Mar 24, 2022

Dentistry Saves Justin Trudeau

NDP Leader Jagmeet Singh and Prime Minister Justin Trudeau for new dental care program

If you haven’t already heard, we’ll fill you in. This week, Canadian Prime Minister Justin Trudeau announced the Delivering for Canadians Now: A Supply and Confidence Agreement from March 22, 2022, until when Parliament rises in June of 2025. This agreement, which essentially keeps Justin Trudeau in power, is set to launch a new dental care program for lower-income Canadians under 12 in 2022. In the following year, the program will expand to under 18-year-olds, seniors, and persons living with a disability and go on to full implementation by 2025. While this is all incredibly progressive news, the program does come with limitations, such as a cap on families “with an income of less than $90,000 annually” and “with no co-pays for anyone under $70,000 annually in income.”

So, what does this mean for practising and soon-to-be practising dentists

Well, we are assuming that the new dental program will be similar in design to what the NDP has previously proposed. While this announcement does not include details of the actual dental care program, an internal analysis conducted by bureaucrats at Health Canada of the NDP’s 2021 dental plan proposal indicates that it will be means-tested. 

After a motion made by Mr. Don Davies (an NDP MP of Vancouver Kingsway), there was a referral to the Office of the Parliamentary Budget Officer (PBO) for a cost analysis of a federal dental care program for uninsured Canadians that appears to be the program that the Liberals are now endorsing. The subsequent report provides an overview of the problem of access to dental care and states that in 2013-2014, 32.4% of the Canadian population, or 12 million Canadians, had no dental insurance. The PBO estimated that the program would cost the federal government $3 billion upfront, and then an average of $1.5 billion through 24-25 to provide dental care for 6.5 million Canadians in the first year and then 6.3 million Canadians in subsequent years. In addition, the PBO assumed that (1) the program would be federally administered, (2) dental care would be delivered in the private sector, (3) not all eligible Canadians would participate, and (4) some Canadians with private dental insurance would now participate in the new federal publicly-funded dental program.

In order to understand the implications of the announcement, it is good to have a little bit of background information about how dental care is currently funded and delivered in Canada. Since dental care is excluded from the Canada Health Act, except for “medically or dentally required surgical dental procedures performed by a dentist in a hospital, where a hospital is required for the proper performance of the procedures,” dental care is overwhelmingly provided in the private sector and paid for privately through dental benefits provided by a patient’s employer, through private dental insurance purchased by the patient, or “out of pocket” by the patient themselves, if they don’t have any dental coverage that is. There are publicly funded dental programs available for members of underserved communities. From a regulatory perspective, healthcare is under provincial jurisdiction, and the provincial governments are responsible for financing those healthcare services that are covered under provincial programs. The federal government assists with funding provincial health programs through the Canada Health Transfer

There is already federally funded dental coverage for eligible Indigenous Peoples (through Non-Insured Health Benefits), refugees (through the Interim Federal Health Program), Canadian military personnel (and dependents), and veterans. RCMP officers and inmates in federal prisons are also eligible for federally funded dental care. 

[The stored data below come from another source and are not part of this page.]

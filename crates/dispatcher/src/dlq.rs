//! Dead letter queue
//!
//! Bounded, insertion-ordered store of failed target deliveries. The queue
//! never retries on its own: the router takes a batch, re-sends outside its
//! lock, and reports each outcome back here.
//!
//! Not internally synchronized; the router owns it under its lock.

use chrono::Utc;
use contracts::{DataPoint, DeadLetterConfig, DeadLetterEntry, Route};
use serde::Serialize;
use std::collections::VecDeque;
use tracing::{debug, warn};
use uuid::Uuid;

use crate::error::DispatchError;

/// Dead letter counters
#[derive(Debug, Clone, Copy, PartialEq, Eq, Default, Serialize)]
pub struct DeadLetterStats {
    pub size: usize,
    pub max_entries: usize,
    pub max_attempts: u32,
    /// Entries ever created
    pub enqueued: u64,
    /// Entries pushed out by the size bound
    pub evicted: u64,
    /// Entries delivered on reprocessing
    pub reprocessed: u64,
    /// Entries dropped after exceeding `max_attempts`
    pub dropped: u64,
}

/// What happened to an entry that failed again
#[derive(Debug, Clone, Copy, PartialEq, Eq)]
pub enum RequeueOutcome {
    Requeued,
    Dropped,
}

/// Dead letter queue
#[derive(Debug)]
pub struct DeadLetterQueue {
    config: DeadLetterConfig,
    entries: VecDeque<DeadLetterEntry>,
    enqueued: u64,
    evicted: u64,
    reprocessed: u64,
    dropped: u64,
}

impl DeadLetterQueue {
    pub fn new(config: DeadLetterConfig) -> Self {
        Self {
            entries: VecDeque::with_capacity(config.max_entries.min(1024)),
            config,
            enqueued: 0,
            evicted: 0,
            reprocessed: 0,
            dropped: 0,
        }
    }

    pub fn config(&self) -> &DeadLetterConfig {
        &self.config
    }

    /// Record a failed delivery; returns the new entry's id
    pub fn enqueue(
        &mut self,
        event: &DataPoint,
        route: &Route,
        target: &str,
        error: &DispatchError,
    ) -> String {
        let now = Utc::now();
        let entry = DeadLetterEntry {
            id: Uuid::new_v4().to_string(),
            created_at: now,
            last_failed_at: now,
            correlation_id: event.correlation_id.clone(),
            source_id: event.source_id.clone(),
            tag: event.tag.clone(),
            target: target.to_string(),
            route_id: route.id.clone(),
            error_class: error.class(),
            error_message: error.to_string(),
            attempts: 1,
            event: event.clone(),
            route: route.clone(),
        };
        let id = entry.id.clone();

        warn!(
            route_id = %entry.route_id,
            to = %entry.target,
            error_class = %entry.error_class,
            correlation_id = %entry.correlation_id,
            error = %entry.error_message,
            "dead-lettered"
        );

        self.enqueued += 1;
        self.push(entry);
        id
    }

    /// Remove up to `limit` oldest entries for reprocessing
    ///
    /// `None` uses the configured batch size.
    pub fn take_batch(&mut self, limit: Option<usize>) -> Vec<DeadLetterEntry> {
        let limit = limit.unwrap_or_else(|| self.config.effective_reprocess_batch());
        let n = limit.min(self.entries.len());
        let batch: Vec<_> = self.entries.drain(..n).collect();
        observability::record_dlq_depth(self.entries.len());
        batch
    }

    /// A taken entry was delivered
    pub fn record_reprocessed(&mut self, entry: &DeadLetterEntry) {
        self.reprocessed += 1;
        debug!(id = %entry.id, attempts = entry.attempts, "dead letter delivered");
    }

    /// A taken entry failed again: requeue it or drop it past `max_attempts`
    pub fn requeue_failed(
        &mut self,
        mut entry: DeadLetterEntry,
        error: &DispatchError,
    ) -> RequeueOutcome {
        entry.attempts += 1;
        entry.last_failed_at = Utc::now();
        entry.error_class = error.class();
        entry.error_message = error.to_string();

        if entry.attempts > self.config.max_attempts {
            self.dropped += 1;
            observability::record_dlq_dropped(1);
            warn!(
                id = %entry.id,
                to = %entry.target,
                attempts = entry.attempts,
                error_class = %entry.error_class,
                "dead letter dropped after max attempts"
            );
            return RequeueOutcome::Dropped;
        }

        self.push(entry);
        RequeueOutcome::Requeued
    }

    /// Put taken-but-unprocessed entries back at the front, oldest first
    ///
    /// Used when a reprocessing pass is abandoned midway.
    pub fn restore(&mut self, entries: Vec<DeadLetterEntry>) {
        for entry in entries.into_iter().rev() {
            self.entries.push_front(entry);
        }
        self.enforce_bound();
    }

    fn push(&mut self, entry: DeadLetterEntry) {
        self.entries.push_back(entry);
        self.enforce_bound();
    }

    fn enforce_bound(&mut self) {
        let mut evicted = 0;
        while self.entries.len() > self.config.max_entries {
            if let Some(old) = self.entries.pop_front() {
                warn!(id = %old.id, to = %old.target, "dead letter evicted, queue full");
                evicted += 1;
            }
        }
        self.evicted += evicted;
        observability::record_dlq_evicted(evicted);
        observability::record_dlq_depth(self.entries.len());
    }

    /// Up to `limit` most recent entries, newest first
    pub fn recent(&self, limit: usize) -> Vec<DeadLetterEntry> {
        self.entries.iter().rev().take(limit).cloned().collect()
    }

    /// Remove every entry; returns how many were removed
    pub fn clear(&mut self) -> usize {
        let n = self.entries.len();
        self.entries.clear();
        observability::record_dlq_depth(0);
        n
    }

    pub fn len(&self) -> usize {
        self.entries.len()
    }

    pub fn is_empty(&self) -> bool {
        self.entries.is_empty()
    }

    pub fn stats(&self) -> DeadLetterStats {
        DeadLetterStats {
            size: self.entries.len(),
            max_entries: self.config.max_entries,
            max_attempts: self.config.max_attempts,
            enqueued: self.enqueued,
            evicted: self.evicted,
            reprocessed: self.reprocessed,
            dropped: self.dropped,
        }
    }
}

While we assume that this new dental program will be administered by the federal government and delivered through the private sector, there are other possibilities. The federal government could, for example, enter into agreements with provincial governments to administer the program; the federal government could also agree on the dental care to be provided in the public sector (i.e., dental clinics operated by municipal/regional public health units and other administrative arms of the provincial ministries of health). 

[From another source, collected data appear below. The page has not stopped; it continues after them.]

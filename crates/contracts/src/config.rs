//! RouterConfig - Config Loader 输出
//!
//! 描述路由器的完整配置：入口校验上限、限流、熔断、死信队列、缓存、分发与路由规则。

use serde::{Deserialize, Serialize};
use std::time::Duration;
use validator::Validate;

use crate::Route;

/// 完整的路由器配置
#[derive(Debug, Clone, Default, Serialize, Deserialize, Validate)]
pub struct RouterConfig {
    /// 入口校验上限
    #[serde(default)]
    #[validate(nested)]
    pub validation: ValidationConfig,

    /// 每个 source 的限流（spam protection）
    #[serde(default)]
    #[validate(nested)]
    pub rate_limit: RateLimitConfig,

    /// 每个目标的熔断器参数
    #[serde(default)]
    #[validate(nested)]
    pub circuit_breaker: CircuitBreakerConfig,

    /// 死信队列
    #[serde(default)]
    #[validate(nested)]
    pub dead_letter: DeadLetterConfig,

    /// Blob / telemetry 缓存预算
    #[serde(default)]
    #[validate(nested)]
    pub cache: CacheConfig,

    /// 分发参数
    #[serde(default)]
    #[validate(nested)]
    pub dispatch: DispatchConfig,

    /// 路由规则（按声明顺序匹配）
    #[serde(default)]
    pub routes: Vec<Route>,
}

/// 入口校验上限
#[derive(Debug, Clone, Serialize, Deserialize, Validate)]
#[serde(default)]
pub struct ValidationConfig {
    /// source_id 最大字符数
    #[validate(range(min = 1))]
    pub max_source_len: usize,
    /// tag 最大字符数
    #[validate(range(min = 1))]
    pub max_tag_len: usize,
    /// value / metadata 最大嵌套深度
    #[validate(range(min = 1, max = 32))]
    pub max_depth: usize,
    /// 字符串最大字符数
    #[validate(range(min = 1))]
    pub max_string_len: usize,
    /// 列表最大元素数
    #[validate(range(min = 1))]
    pub max_list_items: usize,
    /// 映射最大键数
    #[validate(range(min = 1))]
    pub max_map_keys: usize,
    /// 键截断长度
    #[validate(range(min = 1))]
    pub max_key_len: usize,
    /// metadata 最大键数
    #[validate(range(min = 1))]
    pub max_metadata_keys: usize,
}

impl Default for ValidationConfig {
    fn default() -> Self {
        Self {
            max_source_len: 128,
            max_tag_len: 256,
            max_depth: 5,
            max_string_len: 4096,
            max_list_items: 128,
            max_map_keys: 64,
            max_key_len: 64,
            max_metadata_keys: 32,
        }
    }
}

/// 限流配置（滑动窗口）
#[derive(Debug, Clone, Serialize, Deserialize, Validate)]
#[serde(default)]
pub struct RateLimitConfig {
    /// 是否启用
    pub enabled: bool,
    /// 窗口宽度（秒）
    #[validate(range(min = 0.001))]
    pub window_secs: f64,
    /// 每秒最大包数，超过即挂起 source
    #[validate(range(min = 1.0))]
    pub max_packets_per_sec: f64,
}

impl Default for RateLimitConfig {
    fn default() -> Self {
        Self {
            enabled: true,
            window_secs: 1.0,
            max_packets_per_sec: 500.0,
        }
    }
}

impl RateLimitConfig {
    pub fn window(&self) -> Duration {
        Duration::try_from_secs_f64(self.window_secs).unwrap_or(Duration::from_secs(1))
    }
}

/// 熔断器配置
#[derive(Debug, Clone, Serialize, Deserialize, Validate)]
#[serde(default)]
pub struct CircuitBreakerConfig {
    /// 连续失败次数阈值
    #[validate(range(min = 1))]
    pub failure_threshold: u32,
    /// Open → HalfOpen 等待时间（秒）
    #[validate(range(min = 0.0))]
    pub recovery_timeout_secs: f64,
    /// HalfOpen 状态允许的并发探测数
    #[validate(range(min = 1))]
    pub half_open_max_calls: u32,
}

impl Default for CircuitBreakerConfig {
    fn default() -> Self {
        Self {
            failure_threshold: 5,
            recovery_timeout_secs: 30.0,
            half_open_max_calls: 1,
        }
    }
}

impl CircuitBreakerConfig {
    pub fn recovery_timeout(&self) -> Duration {
        Duration::try_from_secs_f64(self.recovery_timeout_secs)
            .unwrap_or(Duration::from_secs(30))
    }
}

/// 死信队列配置
#[derive(Debug, Clone, Serialize, Deserialize, Validate)]
#[serde(default)]
pub struct DeadLetterConfig {
    /// 最大条目数，超出后 FIFO 淘汰
    #[validate(range(min = 1))]
    pub max_entries: usize,
    /// 最大投递次数，超出后丢弃
    #[validate(range(min = 1))]
    pub max_attempts: u32,
    /// 每次重处理的默认条数（None = max_entries / 2）
    #[validate(range(min = 1))]
    pub reprocess_batch: Option<usize>,
}

impl Default for DeadLetterConfig {
    fn default() -> Self {
        Self {
            max_entries: 1000,
            max_attempts: 5,
            reprocess_batch: None,
        }
    }
}

impl DeadLetterConfig {
    pub fn effective_reprocess_batch(&self) -> usize {
        self.reprocess_batch
            .unwrap_or(self.max_entries / 2)
            .max(1)
    }
}

/// 缓存配置
#[derive(Debug, Clone, Serialize, Deserialize, Validate)]
#[serde(default)]
pub struct CacheConfig {
    /// Blob 缓存总字节预算
    #[validate(range(min = 1))]
    pub blob_budget_bytes: usize,
    /// Telemetry 缓存最大条目数
    #[validate(range(min = 1))]
    pub telemetry_limit: usize,
    /// 超限时一次淘汰的条目数（None = limit / 2）
    #[validate(range(min = 1))]
    pub telemetry_prune_batch: Option<usize>,
}

impl Default for CacheConfig {
    fn default() -> Self {
        Self {
            blob_budget_bytes: 512 * 1024 * 1024,
            telemetry_limit: 10_000,
            telemetry_prune_batch: None,
        }
    }
}

impl CacheConfig {
    pub fn effective_prune_batch(&self) -> usize {
        self.telemetry_prune_batch
            .unwrap_or(self.telemetry_limit / 2)
            .max(1)
    }
}

/// 分发配置
#[derive(Debug, Clone, Serialize, Deserialize, Validate)]
#[serde(default)]
pub struct DispatchConfig {
    /// 单次 adapter 调用超时（毫秒）
    #[validate(range(min = 1))]
    pub send_timeout_ms: u64,
    /// UI 广播通道容量
    #[validate(range(min = 1))]
    pub ui_channel_capacity: usize,
}

impl Default for DispatchConfig {
    fn default() -> Self {
        Self {
            send_timeout_ms: 5_000,
            ui_channel_capacity: 1024,
        }
    }
}

impl DispatchConfig {
    pub fn send_timeout(&self) -> Duration {
        Duration::from_millis(self.send_timeout_ms)
    }
}
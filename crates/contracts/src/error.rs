//! Layered error definitions
//!
//! Contract-level errors: configuration parse / validation.

use thiserror::Error;

/// Unified contract error
#[derive(Debug, Error)]
pub enum ContractError {
    /// Configuration parse error
    #[error("config parse error: {message}")]
    ConfigParse {
        message: String,
        #[source]
        source: Option<Box<dyn std::error::Error + Send + Sync>>,
    },

    /// Configuration validation error
    #[error("config validation error at '{field}': {message}")]
    ConfigValidation { field: String, message: String },

    /// IO error
    #[error("io error: {0}")]
    Io(#[from] std::io::Error),

    /// Other error
    #[error("{0}")]
    Other(String),
}

impl ContractError {
    /// Create configuration parse error
    pub fn config_parse(message: impl Into<String>) -> Self {
        Self::ConfigParse {
            message: message.into(),
            source: None,
        }
    }

    /// Create configuration validation error
    pub fn config_validation(field: impl Into<String>, message: impl Into<String>) -> Self {
        Self::ConfigValidation {
            field: field.into(),
            message: message.into(),
        }
    }
}
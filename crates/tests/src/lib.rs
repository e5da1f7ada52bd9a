//! # Integration Tests
//!
//! 集成测试与端到端测试。
//!
//! 负责：
//! - 合约快照测试
//! - 路由器端到端行为（校验、限流、匹配、分发、死信、缓存）
//! - 并发测试：卡住的目标不阻塞其他 source 的摄入

#[cfg(test)]
mod contract_tests {
    use contracts::{ErrorClass, TargetClass, TargetSpec};

    #[test]
    fn test_error_class_wire_names() {
        let names: Vec<_> = [
            ErrorClass::ValidationReject,
            ErrorClass::RateLimited,
            ErrorClass::CircuitOpen,
            ErrorClass::InvalidTarget,
            ErrorClass::Timeout,
            ErrorClass::ConnectionError,
            ErrorClass::RoutingError,
        ]
        .iter()
        .map(|c| c.as_str())
        .collect();
        assert_eq!(
            names,
            [
                "validation_reject",
                "rate_limited",
                "circuit_open",
                "invalid_target",
                "timeout",
                "connection_error",
                "routing_error"
            ]
        );
    }

    #[test]
    fn test_target_descriptors() {
        assert_eq!(
            TargetSpec::parse("controller.plc_001.MAIN.SP").class(),
            TargetClass::Controller
        );
        assert_eq!(TargetSpec::parse("unknowntype.foo").class(), TargetClass::Unknown);
    }
}
//! 网关指标
//!
//! 通过 `metrics` facade 记录路由器运行指标；未安装 recorder 时所有调用都是空操作。

use contracts::ErrorClass;
use metrics::{
    counter, describe_counter, describe_gauge, describe_histogram, gauge, histogram, Unit,
};
use serde::Serialize;

/// 向已安装的 recorder 注册指标说明
pub(crate) fn describe_all() {
    describe_counter!(
        "gateway_events_received_total",
        "Events passed to route()"
    );
    describe_counter!(
        "gateway_events_rejected_total",
        "Events rejected by ingress validation"
    );
    describe_counter!(
        "gateway_events_rate_limited_total",
        "Events dropped by the per-source rate limiter"
    );
    describe_counter!(
        "gateway_dispatch_total",
        "Target deliveries by class and status"
    );
    describe_histogram!(
        "gateway_dispatch_latency_ms",
        Unit::Milliseconds,
        "Target delivery latency"
    );
    describe_gauge!("gateway_dlq_depth", "Entries in the dead letter queue");
    describe_counter!(
        "gateway_dlq_evicted_total",
        "Dead letters evicted by the size bound"
    );
    describe_counter!(
        "gateway_dlq_dropped_total",
        "Dead letters dropped after max attempts"
    );
    describe_gauge!(
        "gateway_breaker_state",
        "Breaker state: 0 closed, 1 open, 2 half-open"
    );
}

/// 记录入口事件
pub fn record_event_received() {
    counter!("gateway_events_received_total").increment(1);
}

/// 记录校验拒绝
pub fn record_event_rejected(reason: &'static str) {
    counter!("gateway_events_rejected_total", "reason" => reason).increment(1);
}

/// 记录限流拒绝
///
/// `suspended` 为 true 表示这一事件触发了挂起。source 不作为标签，
/// 以免不可信的 source_id 撑爆序列数；具体 source 见日志和 `get_source_stats`。
pub fn record_rate_limited(suspended: bool) {
    let outcome = if suspended { "suspended" } else { "dropped" };
    counter!("gateway_events_rate_limited_total", "outcome" => outcome).increment(1);
}

/// 记录单个目标的分发结果
///
/// `failure` 为 `None` 表示成功。
pub fn record_dispatch(target_class: &'static str, failure: Option<ErrorClass>, latency_ms: f64) {
    let status = failure.map_or("success", ErrorClass::as_str);
    counter!(
        "gateway_dispatch_total",
        "target_class" => target_class,
        "status" => status
    )
    .increment(1);
    histogram!("gateway_dispatch_latency_ms", "target_class" => target_class).record(latency_ms);
}

/// 记录死信队列深度
pub fn record_dlq_depth(depth: usize) {
    gauge!("gateway_dlq_depth").set(depth as f64);
}

/// 记录死信队列容量淘汰
pub fn record_dlq_evicted(count: u64) {
    if count > 0 {
        counter!("gateway_dlq_evicted_total").increment(count);
    }
}

/// 记录超过最大投递次数被丢弃的死信
pub fn record_dlq_dropped(count: u64) {
    if count > 0 {
        counter!("gateway_dlq_dropped_total").increment(count);
    }
}

/// 记录熔断器状态 (0=Closed, 1=Open, 2=HalfOpen)
pub fn record_breaker_state(breaker: &str, state: f64) {
    gauge!("gateway_breaker_state", "breaker" => breaker.to_string()).set(state);
}

/// 统计摘要
#[derive(Debug, Clone, Copy, Default, PartialEq, Serialize)]
pub struct StatsSummary {
    pub count: u64,
    pub min: f64,
    pub max: f64,
    pub mean: f64,
    pub std_dev: f64,
}

impl From<&RunningStats> for StatsSummary {
    fn from(stats: &RunningStats) -> Self {
        Self {
            count: stats.count,
            min: stats.min,
            max: stats.max,
            mean: stats.mean(),
            std_dev: stats.std_dev(),
        }
    }
}

impl std::fmt::Display for StatsSummary {
    fn fmt(&self, f: &mut std::fmt::Formatter<'_>) -> std::fmt::Result {
        if self.count == 0 {
            write!(f, "N/A")
        } else {
            write!(
                f,
                "min={:.3}, max={:.3}, mean={:.3}, std={:.3} (n={})",
                self.min, self.max, self.mean, self.std_dev, self.count
            )
        }
    }
}

/// 在线统计计算器 (Welford's algorithm)
#[derive(Debug, Clone, Default)]
pub struct RunningStats {
    count: u64,
    mean: f64,
    m2: f64,
    min: f64,
    max: f64,
}

impl RunningStats {
    /// 添加新值
    pub fn push(&mut self, value: f64) {
        self.count += 1;

        if self.count == 1 {
            self.min = value;
            self.max = value;
            self.mean = value;
            self.m2 = 0.0;
        } else {
            self.min = self.min.min(value);
            self.max = self.max.max(value);

            let delta = value - self.mean;
            self.mean += delta / self.count as f64;
            let delta2 = value - self.mean;
            self.m2 += delta * delta2;
        }
    }

    pub fn count(&self) -> u64 {
        self.count
    }

    pub fn mean(&self) -> f64 {
        if self.count == 0 {
            0.0
        } else {
            self.mean
        }
    }

    /// 样本方差
    pub fn variance(&self) -> f64 {
        if self.count < 2 {
            0.0
        } else {
            self.m2 / (self.count - 1) as f64
        }
    }

    pub fn std_dev(&self) -> f64 {
        self.variance().sqrt()
    }

    pub fn summary(&self) -> StatsSummary {
        StatsSummary::from(self)
    }
}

The bottom line is that there are still a lot of unknowns, and practising dentists must wait a little longer to understand the importance of this announcement for their own dental practices. Dentists who participate in publicly funded dental programs will be more affected than those who do not. This announcement brings very good news for patients who do not currently have access to dental care based on their inability to pay for it. However, any program of this nature should be implemented in a way that does not hurt private sector dental clinics and the patients that need them with stifling bureaucracy and a fee schedule that does not reflect the real overhead costs of providing dental care to patients in private practice.